Weather forecasting requires inputs from thousands of worldwide weather stations, this requires processing a huge amount of data by a very powerful computer. Data such as rainfall, temperature and wind speed will be used. Very complex calculations must be carried out quickly as weather forecasts are not useful if they are out of date. These inputs are put into a mathematical model and equations produced from atmospheric understanding such as fluid dynamics will be used.

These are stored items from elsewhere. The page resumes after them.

//! Environment abstraction for deterministic testing.
//!
//! Decouples session logic from system resources (time, randomness). The
//! production client supplies the OS clock and RNG; the harness supplies a
//! virtual clock and a seeded RNG so every run is reproducible.

use std::time::Duration;

use ccs_proto::MessageId;

/// Abstract environment providing time, randomness, and sleeping.
///
/// # Invariants
///
/// - `now()` never goes backwards
/// - `random_bytes()` uses cryptographically secure entropy in production
pub trait Environment: Clone + Send + Sync + 'static {
    /// Instant type used by this environment.
    ///
    /// Production uses `std::time::Instant`, simulation uses virtual time.
    type Instant: Copy + Ord + Send + Sync + std::ops::Sub<Output = Duration>;

    /// Current time (monotonic).
    fn now(&self) -> Self::Instant;

    /// Sleeps for the specified duration.
    ///
    /// Only driver code sleeps; session logic never does.
    fn sleep(&self, duration: Duration) -> impl std::future::Future<Output = ()> + Send;

    /// Fills the provided buffer with random bytes.
    fn random_bytes(&self, buffer: &mut [u8]);

    /// Fresh random message identifier (8 random bytes, hex encoded).
    fn message_id(&self) -> MessageId {
        let mut bytes = [0u8; MessageId::RANDOM_BYTES];
        self.random_bytes(&mut bytes);
        MessageId::from_random(bytes)
    }
}
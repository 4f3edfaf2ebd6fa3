//! Protocol errors.

use thiserror::Error;

/// Result alias for protocol operations.
pub type Result<T> = std::result::Result<T, ProtocolError>;

/// Errors produced while decoding or encoding protocol JSON.
#[derive(Error, Debug, Clone, PartialEq, Eq)]
pub enum ProtocolError {
    /// Inbound body is not valid JSON or has the wrong shape
    #[error("decode error: {0}")]
    Decode(String),

    /// Outbound body could not be serialized
    #[error("encode error: {0}")]
    Encode(String),

    /// Option key collides with a field the envelope owns
    #[error("option {0:?} is reserved by the envelope")]
    ReservedOption(String),
}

The computer itself and the weather stations will be expensive, they must work at high altitude or in remote places. The system will need regular costly updates as weather patterns change over time and our knowledge of the weather mathematical model increases. Additionally, high capability graphics will be needed for visual representation of the weather, for example the forecast being displayed hour by hour on a TV weather forecasting program. This can be done using parallel processing using many cores or distributed computing where multiple computers share the processing load.


  • Expensive to install but cheaper over a long period.
  • Repeats the same action repeatedly, accurately.
  • Can work without breaks.
  • May be able to work in a unheated and unlit environment.
  • May be involved in a process hazardous to human health.
  • AI - quality checks every time, so quality improves.
  • Human workers better at spotting impending problems.
  • Redundancies of skilled workforce.
  • Any jobs that remain are deskilled ("machine minders")
  • Highly skilled jobs for system designers.
  • Machinery may need to 'learn' from existing skilled human operators.

Expert systems[edit]

An expert system contains a large database (or 'knowledge base') and a built-in set of facts and rules which allow the system to be an expert in a specific field. This expert system can be used to diagnose rare cases or complex issues with information that is inputted into the system.

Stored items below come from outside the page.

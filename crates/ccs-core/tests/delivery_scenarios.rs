//! Delivery window and lifecycle scenarios against a scripted server.

use ccs_core::{
    AckResult, ConnectionState, Delivered, DeliveryError, Notification, SessionConfig,
};
use ccs_harness::{InvariantRegistry, SimDriver, SimServer};
use ccs_proto::{ACK_WINDOW, Envelope, MessageId, RawInbound};
use serde_json::json;
use tokio::sync::oneshot;

type Driver = SimDriver<oneshot::Sender<AckResult>>;

struct Sent {
    id: MessageId,
    rx: oneshot::Receiver<AckResult>,
}

fn online(config: SessionConfig) -> Driver {
    let mut driver = Driver::new(42, config);
    driver.go_online();
    driver
}

fn send(driver: &mut Driver, n: usize) -> Vec<Sent> {
    (0..n)
        .map(|i| {
            let (tx, rx) = oneshot::channel();
            let id = driver.send("device-token", Some(json!({"seq": i})), tx);
            Sent { id, rx }
        })
        .collect()
}

fn check(driver: &Driver, context: &str) {
    InvariantRegistry::standard().assert_all(&driver.snapshot(), context);
}

#[test]
fn window_admits_exactly_capacity() {
    let mut driver = online(SessionConfig::default());

    let sent = send(&mut driver, ACK_WINDOW);
    let snapshot = driver.snapshot();
    assert_eq!(snapshot.occupied, ACK_WINDOW);
    assert_eq!(snapshot.backlog, 0);
    assert!(driver.session.is_saturated());

    let extra = send(&mut driver, 1);
    let snapshot = driver.snapshot();
    assert_eq!(snapshot.occupied, ACK_WINDOW);
    assert_eq!(snapshot.backlog, 1);

    let expected: Vec<_> = sent.iter().chain(&extra).map(|s| s.id.clone()).collect();
    assert_eq!(snapshot.outstanding, expected);
    assert_eq!(driver.server.downstream().count(), ACK_WINDOW);
    check(&driver, "after overflow");
}

#[test]
fn hundred_fifty_messages_flush_through_window() {
    let mut driver = online(SessionConfig::default());
    let mut sent = send(&mut driver, 150);

    assert_eq!(driver.server.downstream().count(), 100);
    assert_eq!(driver.snapshot().backlog, 50);

    // Acking the first hundred releases the backlog.
    assert_eq!(driver.ack_all(false), 100);
    check(&driver, "after first batch");
    assert_eq!(driver.server.downstream().count(), 150);
    assert_eq!(driver.snapshot().occupied, 50);
    assert_eq!(driver.snapshot().backlog, 0);

    assert_eq!(driver.ack_all(false), 50);
    let snapshot = driver.snapshot();
    assert_eq!(snapshot.occupied, 0);
    assert_eq!(snapshot.backlog, 0);

    for s in &mut sent {
        let delivered = s.rx.try_recv().unwrap().unwrap();
        assert_eq!(delivered.message_id, s.id);
        assert_eq!(delivered.from.as_deref(), Some("device-token"));
    }
}

#[test]
fn released_slots_admit_oldest_held_first() {
    let mut driver = online(SessionConfig::default().with_capacity(2));
    let sent = send(&mut driver, 5);

    // Out-of-order ack still admits held messages in send order.
    driver.ack(&sent[1].id);
    driver.nack(&sent[0].id, "BAD_REGISTRATION");

    let order: Vec<_> = driver.server.downstream().map(|m| m.message_id.clone()).collect();
    assert_eq!(order, vec![
        sent[0].id.clone(),
        sent[1].id.clone(),
        sent[2].id.clone(),
        sent[3].id.clone()
    ]);
    assert_eq!(driver.snapshot().backlog, 1);
    check(&driver, "after partial release");
}

#[test]
fn nack_fails_only_its_own_message() {
    let mut driver = online(SessionConfig::default());
    let mut sent = send(&mut driver, 2);

    driver.nack(&sent[0].id, "DEVICE_UNREGISTERED");

    match sent[0].rx.try_recv().unwrap() {
        Err(DeliveryError::Nack { code, message_id, from, .. }) => {
            assert_eq!(code, "DEVICE_UNREGISTERED");
            assert_eq!(message_id, sent[0].id);
            assert_eq!(from.as_deref(), Some("device-token"));
        },
        other => panic!("expected nack, got {other:?}"),
    }
    assert!(sent[1].rx.try_recv().is_err());
    assert_eq!(driver.snapshot().occupied, 1);
}

#[test]
fn unknown_and_repeated_acks_are_noops() {
    let mut driver = online(SessionConfig::default());
    let mut sent = send(&mut driver, 1);

    driver.deliver(&SimServer::ack_message(&MessageId::new("never-sent"), None));
    assert_eq!(driver.snapshot().occupied, 1);

    driver.ack(&sent[0].id);
    driver.deliver(&SimServer::ack_message(&sent[0].id, None));
    driver.deliver(&SimServer::nack_message(&sent[0].id, None, "LATE"));

    assert_eq!(driver.snapshot().occupied, 0);
    assert!(sent[0].rx.try_recv().unwrap().is_ok());
    assert!(driver.notifications().iter().all(|n| !matches!(n, Notification::Error { .. })));
}

#[test]
fn sends_before_online_wait_for_connection() {
    let mut driver = Driver::new(1, SessionConfig::default());
    let sent = send(&mut driver, 3);

    assert_eq!(driver.server.received().len(), 0);
    assert_eq!(driver.snapshot().backlog, 3);

    driver.session.connect().unwrap();
    assert_eq!(driver.server.received().len(), 0);

    driver.online();
    let order: Vec<_> = driver.server.downstream().map(|m| m.message_id.clone()).collect();
    assert_eq!(order, sent.iter().map(|s| s.id.clone()).collect::<Vec<_>>());
    assert_eq!(driver.notifications(), [Notification::Connected]);
}

#[test]
fn draining_stops_admission_but_resolves_pending() {
    let mut driver = online(SessionConfig::default().with_capacity(2));
    let mut sent = send(&mut driver, 2);

    driver.deliver(&SimServer::draining());
    assert_eq!(driver.session.state(), ConnectionState::Draining);

    let held = send(&mut driver, 1);
    driver.ack(&sent[0].id);

    assert!(sent[0].rx.try_recv().unwrap().is_ok());
    assert_eq!(driver.server.downstream().count(), 2);
    assert_eq!(driver.snapshot().occupied, 1);
    assert_eq!(driver.snapshot().backlog, 1);
    assert_eq!(driver.server.times_received(&held[0].id), 0);
}

#[test]
fn reconnect_retransmits_each_pending_message_once() {
    let mut driver = online(SessionConfig::default().with_capacity(3));
    let sent = send(&mut driver, 5);
    driver.ack(&sent[0].id);

    driver.drain_and_reconnect();
    check(&driver, "after reconnect");

    assert_eq!(driver.connect_requests(), 2);
    // Pending before the drain: 1, 2, 3. Held: 4.
    for s in &sent[1..4] {
        assert_eq!(driver.server.times_received(&s.id), 2, "{} retransmitted once", s.id);
    }
    assert_eq!(driver.server.times_received(&sent[0].id), 1);
    assert_eq!(driver.server.times_received(&sent[4].id), 0);

    // A later ack for a retransmitted id still resolves it.
    driver.ack(&sent[1].id);
    assert_eq!(driver.server.times_received(&sent[4].id), 1);
}

#[test]
fn unexpected_close_disconnects_without_reconnect() {
    let mut driver = online(SessionConfig::default());
    let _sent = send(&mut driver, 1);

    driver.closed();

    assert_eq!(driver.session.state(), ConnectionState::Disconnected);
    assert_eq!(driver.connect_requests(), 1);
    assert_eq!(driver.notifications().last(), Some(&Notification::Disconnected));

    // Caller may reconnect; pending is retransmitted.
    driver.go_online();
    assert_eq!(driver.server.downstream().count(), 2);
}

#[test]
fn upstream_message_is_acked_once_and_published() {
    let mut driver = online(SessionConfig::default());
    driver.take_notifications();

    driver.deliver(&SimServer::upstream("up-1", "device-a", "com.example", Some(json!({"k": 1}))));

    let acks: Vec<_> = driver.server.upstream_acks().collect();
    assert_eq!(acks.len(), 1);
    assert_eq!(acks[0].to, "device-a");
    assert_eq!(acks[0].message_id, MessageId::new("up-1"));
    assert_eq!(driver.notifications(), [Notification::Message {
        message_id: MessageId::new("up-1"),
        from: "device-a".into(),
        category: Some("com.example".into()),
        data: json!({"k": 1}),
    }]);
}

#[test]
fn upstream_without_data_is_acked_silently() {
    let mut driver = online(SessionConfig::default());
    driver.take_notifications();

    driver.deliver(&SimServer::upstream("up-2", "device-b", "com.example", None));

    assert_eq!(driver.server.upstream_acks().count(), 1);
    assert!(driver.notifications().is_empty());
}

#[test]
fn upstream_without_sender_is_dropped() {
    let mut driver = online(SessionConfig::default());
    driver.take_notifications();

    driver.deliver(&RawInbound::Message(json!({"message_id": "x", "data": {}}).to_string()));
    driver.deliver(&RawInbound::Message("{not json".into()));

    assert_eq!(driver.server.received().len(), 0);
    assert!(driver.notifications().is_empty());
}

#[test]
fn receipt_is_published_without_touching_window() {
    let mut driver = online(SessionConfig::default());
    let sent = send(&mut driver, 1);
    driver.take_notifications();

    driver.deliver(&SimServer::receipt("dr2:1", &sent[0].id, "device-token"));

    assert_eq!(driver.snapshot().occupied, 1);
    assert!(matches!(
        driver.notifications(),
        [Notification::Receipt { message_id, .. }] if message_id.as_str() == "dr2:1"
    ));
}

#[test]
fn destroy_rejects_everything_and_stops_sending() {
    let mut driver = online(SessionConfig::default().with_capacity(2));
    let mut sent = send(&mut driver, 4);

    driver.destroy();
    check(&driver, "after destroy");

    for s in &mut sent {
        assert!(matches!(s.rx.try_recv().unwrap(), Err(DeliveryError::Shutdown { .. })));
    }
    assert_eq!(driver.disconnect_requests(), 1);

    let mut late = send(&mut driver, 1);
    assert!(matches!(late[0].rx.try_recv().unwrap(), Err(DeliveryError::Shutdown { .. })));
    assert_eq!(driver.server.downstream().count(), 2);

    // Acks after destroy resolve nothing.
    driver.ack(&sent[0].id);
    assert_eq!(driver.snapshot().occupied, 0);
}

#[test]
fn end_waits_for_pending_then_closes_once() {
    let mut driver = online(SessionConfig::default());
    let mut sent = send(&mut driver, 3);

    driver.end();
    assert_eq!(driver.disconnect_requests(), 0);

    driver.ack(&sent[2].id);
    driver.ack(&sent[0].id);
    assert_eq!(driver.disconnect_requests(), 0);

    driver.nack(&sent[1].id, "INVALID_JSON");
    assert_eq!(driver.disconnect_requests(), 1);
    assert_eq!(driver.session.state(), ConnectionState::Shutdown);

    driver.closed();
    driver.end();
    assert_eq!(driver.disconnect_requests(), 1);
    assert_eq!(driver.notifications().last(), Some(&Notification::Disconnected));
    check(&driver, "after end");

    assert!(sent[0].rx.try_recv().unwrap().is_ok());
    assert!(sent[1].rx.try_recv().unwrap().is_err());
}

#[test]
fn end_keeps_flushing_backlog_while_online() {
    let mut driver = online(SessionConfig::default().with_capacity(1));
    let mut sent = send(&mut driver, 2);

    driver.end();
    driver.ack(&sent[0].id);
    assert_eq!(driver.disconnect_requests(), 0);
    assert_eq!(driver.server.times_received(&sent[1].id), 1);

    driver.ack(&sent[1].id);
    assert_eq!(driver.disconnect_requests(), 1);
    assert_eq!(
        sent[1].rx.try_recv().unwrap(),
        Ok(Delivered { message_id: sent[1].id.clone(), from: Some("device-token".into()) })
    );
}

#[test]
fn end_without_connection_rejects_held_messages() {
    let mut driver = Driver::new(3, SessionConfig::default());
    let mut sent = send(&mut driver, 2);

    driver.end();

    assert_eq!(driver.session.state(), ConnectionState::Shutdown);
    assert_eq!(driver.disconnect_requests(), 0);
    for s in &mut sent {
        assert!(matches!(s.rx.try_recv().unwrap(), Err(DeliveryError::Shutdown { .. })));
    }
}

#[test]
fn error_before_first_online_ends_attempt() {
    let mut driver = Driver::new(4, SessionConfig::default());
    driver.session.connect().unwrap();
    driver.error("SASL authentication failed");

    assert_eq!(driver.session.state(), ConnectionState::Disconnected);
    assert_eq!(driver.notifications(), [
        Notification::Error { reason: "SASL authentication failed".into() },
        Notification::Disconnected,
    ]);

    // Close arriving after the failure is not reported twice.
    driver.closed();
    assert_eq!(driver.notifications().len(), 2);
}

#[test]
fn error_stanza_is_published_as_message_error() {
    let mut driver = online(SessionConfig::default());
    driver.take_notifications();

    driver.deliver(&RawInbound::ErrorStanza { text: Some("InvalidJson".into()) });

    assert_eq!(driver.notifications(), [Notification::MessageError {
        text: Some("InvalidJson".into())
    }]);
}

#[test]
fn acks_are_written_as_ack_envelopes() {
    let mut driver = online(SessionConfig::default());
    driver.deliver(&SimServer::upstream("up-3", "device-c", "com.example", Some(json!({}))));

    assert!(matches!(driver.server.received(), [Envelope::Ack(ack)] if ack.to == "device-c"));
}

There are three distinct parts to an expert system: the knowledge base, the inference engine (based upon the input, inferences of the problem are made) and user interface (allows the user to interact with the system).

Expert systems help those in the field with their work, for example a doctor reaching a diagnosis. The system will be more reliable with up-to-date information which will help with the process. Ultimately, the decision is left to the human expert in the field rather than the system.

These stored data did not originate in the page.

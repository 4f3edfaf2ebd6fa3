//! Error types for the delivery core.
//!
//! Two layers: [`SessionError`] for requests the session refuses (illegal
//! state transitions, identifier collisions), and [`DeliveryError`] for the
//! failure of a single message, which always travels through that message's
//! own completion and is never raised out of the session.

use std::time::Duration;

use ccs_proto::MessageId;
use thiserror::Error;

use crate::connection::ConnectionState;

/// Nack codes after which resending the same message may succeed.
const RETRYABLE_NACK_CODES: &[&str] = &[
    "SERVICE_UNAVAILABLE",
    "INTERNAL_SERVER_ERROR",
    "DEVICE_MESSAGE_RATE_EXCEEDED",
    "CONNECTION_DRAINING",
];

/// Errors that can occur during session state machine operations.
#[derive(Error, Debug, Clone, PartialEq, Eq)]
pub enum SessionError {
    /// Invalid state transition attempted
    #[error("invalid state transition: cannot {operation} from {state:?}")]
    InvalidState {
        /// Current state when error occurred
        state: ConnectionState,
        /// Operation that was attempted
        operation: &'static str,
    },

    /// Identifier is already outstanding
    #[error("message id {0} is already outstanding")]
    DuplicateMessageId(MessageId),
}

/// Failure of one downstream message.
#[derive(Error, Debug, Clone, PartialEq, Eq)]
pub enum DeliveryError {
    /// Server refused the message
    #[error("nack {code} for {message_id}")]
    Nack {
        /// Server error code (e.g. `BAD_REGISTRATION`)
        code: String,
        /// Message the nack refers to
        message_id: MessageId,
        /// Recipient the server reported, if any
        from: Option<String>,
        /// Free-form detail from the server
        description: Option<String>,
    },

    /// Session was destroyed (or closed with the message still held)
    #[error("session shut down before {message_id} was acknowledged")]
    Shutdown {
        /// Message that was abandoned
        message_id: MessageId,
    },

    /// No ack or nack arrived within the configured deadline
    #[error("no acknowledgement for {message_id} after {elapsed:?}")]
    Timeout {
        /// Message that timed out
        message_id: MessageId,
        /// Time since the message was put on the wire
        elapsed: Duration,
    },
}

impl DeliveryError {
    /// Identifier of the failed message.
    pub fn message_id(&self) -> &MessageId {
        match self {
            Self::Nack { message_id, .. }
            | Self::Shutdown { message_id }
            | Self::Timeout { message_id, .. } => message_id,
        }
    }

    /// Returns true if sending the message again may succeed.
    ///
    /// Timeouts and server-side transient nacks are retryable. Nacks about
    /// the message or recipient itself (bad token, payload too large) and
    /// shutdowns are not.
    pub fn is_retryable(&self) -> bool {
        match self {
            Self::Nack { code, .. } => RETRYABLE_NACK_CODES.contains(&code.as_str()),
            Self::Timeout { .. } => true,
            Self::Shutdown { .. } => false,
        }
    }
}
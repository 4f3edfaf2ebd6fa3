//! Session lifecycle state machine.
//!
//! Tracks whether the transport is connected, whether the server has asked
//! us to move to a new connection, and whether the session has been shut
//! down. Pure state: no I/O, no timers. [`crate::Session`] turns transitions
//! into transport commands.
//!
//! # State Machine
//!
//! ```text
//! ┌──────┐ connect ┌────────────┐ online ┌────────┐ DRAINING ┌──────────┐
//! │ Idle │────────>│ Connecting │───────>│ Online │─────────>│ Draining │
//! └──────┘         └────────────┘        └────────┘          └──────────┘
//!                    ↑  ↑    │ closed /       │ closed             │
//!                    │  │    │ first error    ↓                    │
//!                    │  │    │         ┌──────────────┐            │
//!                    │  │    └───────> │ Disconnected │            │
//!                    │  │   connect    └──────────────┘            │
//!                    │  └───────────────────────┘                  │
//!                    └─────────────────────────────────────────────┘
//!                               closed (reconnect)
//!
//! end / destroy from any state ──> Shutdown (terminal)
//! ```

use crate::error::SessionError;

/// Connection state
#[derive(Debug, Clone, Copy, PartialEq, Eq)]
pub enum ConnectionState {
    /// Created, never asked to connect
    Idle,
    /// Transport is establishing a connection
    Connecting,
    /// Connected; new messages may go on the wire
    Online,
    /// Server announced it will close this connection; still connected, but
    /// no new messages are admitted
    Draining,
    /// Connection lost unexpectedly; an explicit connect is required
    Disconnected,
    /// Shut down by end or destroy; terminal
    Shutdown,
}

/// What a transport close means for the session.
#[derive(Debug, Clone, Copy, PartialEq, Eq)]
pub enum CloseOutcome {
    /// Expected close after draining; connect again right away
    Reconnect,
    /// Unexpected close; wait for an explicit connect
    Disconnected,
    /// Close completing a shutdown
    Finished,
    /// Close while already disconnected; nothing to do
    Ignored,
}

/// Connection state machine
#[derive(Debug, Clone)]
pub struct Connection {
    state: ConnectionState,
    ever_online: bool,
    closing: bool,
}

impl Default for Connection {
    fn default() -> Self {
        Self::new()
    }
}

impl Connection {
    /// Create a new connection in [`ConnectionState::Idle`] state
    pub fn new() -> Self {
        Self { state: ConnectionState::Idle, ever_online: false, closing: false }
    }

    /// Current connection state
    pub fn state(&self) -> ConnectionState {
        self.state
    }

    /// True while a transport connection is up (`Online` or `Draining`).
    pub fn is_connected(&self) -> bool {
        matches!(self.state, ConnectionState::Online | ConnectionState::Draining)
    }

    /// True if new messages may be put on the wire.
    pub fn is_admitting(&self) -> bool {
        self.state == ConnectionState::Online
    }

    /// True once a graceful close has been requested.
    pub fn is_closing(&self) -> bool {
        self.closing
    }

    /// True if the session reached `Online` at least once.
    pub fn ever_online(&self) -> bool {
        self.ever_online
    }

    /// Request a connection.
    ///
    /// # Errors
    ///
    /// - `SessionError::InvalidState` unless `Idle` or `Disconnected`
    pub fn connect(&mut self) -> Result<(), SessionError> {
        match self.state {
            ConnectionState::Idle | ConnectionState::Disconnected => {
                self.state = ConnectionState::Connecting;
                Ok(())
            },
            state => Err(SessionError::InvalidState { state, operation: "connect" }),
        }
    }

    /// Transport reports the connection is up.
    ///
    /// # Errors
    ///
    /// - `SessionError::InvalidState` unless `Connecting`
    pub fn on_online(&mut self) -> Result<(), SessionError> {
        if self.state != ConnectionState::Connecting {
            return Err(SessionError::InvalidState { state: self.state, operation: "go online" });
        }

        self.state = ConnectionState::Online;
        self.ever_online = true;
        Ok(())
    }

    /// Server announced connection draining.
    ///
    /// Returns `true` if this moved the machine to `Draining`; the signal is
    /// ignored in every state other than `Online`.
    pub fn on_draining(&mut self) -> bool {
        if self.state == ConnectionState::Online {
            self.state = ConnectionState::Draining;
            true
        } else {
            false
        }
    }

    /// Transport reports the connection is gone.
    pub fn on_closed(&mut self) -> CloseOutcome {
        match self.state {
            ConnectionState::Draining => {
                self.state = ConnectionState::Connecting;
                CloseOutcome::Reconnect
            },
            ConnectionState::Online | ConnectionState::Connecting => {
                self.state = ConnectionState::Disconnected;
                CloseOutcome::Disconnected
            },
            ConnectionState::Shutdown => CloseOutcome::Finished,
            ConnectionState::Idle | ConnectionState::Disconnected => CloseOutcome::Ignored,
        }
    }

    /// Transport reports an error.
    ///
    /// Returns `true` if the error ended the attempt: only an error while
    /// connecting for the very first time does. Later errors are reported
    /// but the transport's own close event decides what happens next.
    pub fn on_error(&mut self) -> bool {
        if self.state == ConnectionState::Connecting && !self.ever_online {
            self.state = ConnectionState::Disconnected;
            true
        } else {
            false
        }
    }

    /// Record that a graceful close was requested.
    ///
    /// # Errors
    ///
    /// - `SessionError::InvalidState` if already `Shutdown`
    pub fn begin_close(&mut self) -> Result<(), SessionError> {
        if self.state == ConnectionState::Shutdown {
            return Err(SessionError::InvalidState { state: self.state, operation: "end" });
        }
        self.closing = true;
        Ok(())
    }

    /// Enter the terminal state.
    ///
    /// Returns `true` if a transport connection (or attempt) existed and must
    /// be closed.
    pub fn shutdown(&mut self) -> bool {
        let had_transport = matches!(
            self.state,
            ConnectionState::Connecting | ConnectionState::Online | ConnectionState::Draining
        );
        self.state = ConnectionState::Shutdown;
        had_transport
    }
}

#[cfg(test)]
mod tests {
    use super::*;

    fn online() -> Connection {
        let mut conn = Connection::new();
        conn.connect().unwrap();
        conn.on_online().unwrap();
        conn
    }

    #[test]
    fn connect_then_online() {
        let conn = online();
        assert_eq!(conn.state(), ConnectionState::Online);
        assert!(conn.is_admitting());
        assert!(conn.ever_online());
    }

    #[test]
    fn draining_close_reconnects() {
        let mut conn = online();
        assert!(conn.on_draining());
        assert!(conn.is_connected());
        assert!(!conn.is_admitting());

        assert_eq!(conn.on_closed(), CloseOutcome::Reconnect);
        assert_eq!(conn.state(), ConnectionState::Connecting);
    }

    #[test]
    fn unexpected_close_disconnects() {
        let mut conn = online();
        assert_eq!(conn.on_closed(), CloseOutcome::Disconnected);
        assert_eq!(conn.state(), ConnectionState::Disconnected);

        // Explicit reconnect is allowed afterwards.
        conn.connect().unwrap();
        assert_eq!(conn.state(), ConnectionState::Connecting);
    }

    #[test]
    fn draining_ignored_unless_online() {
        let mut conn = Connection::new();
        assert!(!conn.on_draining());
        conn.connect().unwrap();
        assert!(!conn.on_draining());
        assert_eq!(conn.state(), ConnectionState::Connecting);
    }

    #[test]
    fn connect_while_online_is_invalid() {
        let mut conn = online();
        assert_eq!(
            conn.connect(),
            Err(SessionError::InvalidState { state: ConnectionState::Online, operation: "connect" })
        );
    }

    #[test]
    fn shutdown_is_terminal() {
        let mut conn = online();
        assert!(conn.shutdown());
        assert!(conn.connect().is_err());
        assert!(conn.begin_close().is_err());
        assert_eq!(conn.on_closed(), CloseOutcome::Finished);
        assert_eq!(conn.state(), ConnectionState::Shutdown);
    }

    #[test]
    fn shutdown_from_idle_has_no_transport() {
        let mut conn = Connection::new();
        assert!(!conn.shutdown());
    }

    #[test]
    fn early_error_ends_first_attempt_only() {
        let mut conn = Connection::new();
        conn.connect().unwrap();
        assert!(conn.on_error());
        assert_eq!(conn.state(), ConnectionState::Disconnected);

        let mut conn = online();
        conn.on_draining();
        conn.on_closed();
        assert!(!conn.on_error());
        assert_eq!(conn.state(), ConnectionState::Connecting);
    }
}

There are 4 distinct steps in the operation of an expert system:

  1. The input stage, i.e. a sequence of questions on-screen.
  2. The processing stage, i.e. sufficient number of questions asked to reach a decision.
  3. The input is then processed based upon the rules.
  4. The output stage, the decision is output on-screen. The system comments on how the decision was reached, explaining its reasoning. Alternative solutions with probabilities are also shown.
  • Would save experts time and could do more important things (e.g. a doctor could perform more surgeries).
  • Gives more accurate decisions.
  • Can store the knowledge of more than one person.
  • A second opinion is provided by the expert system.
  • Allows access to an expert that may not be available locally.
  • Explains the decisions made so a user can evaluate the decision.
  • An expert system can learn from experience and employees can learn from the system.
  • Might cause experts to lose their jobs as they don't need to be present.
  • There will be legal (who is responsible for a wrong decision?) and ethical (is it okay to let computers make decisions?) issues.
  • Expert systems lead to a de-skilling of the workforce.

Internet and Intranet[edit]

A search engine is a facility accessed over the Internet which can be used to search websites for a particular topic or phrase.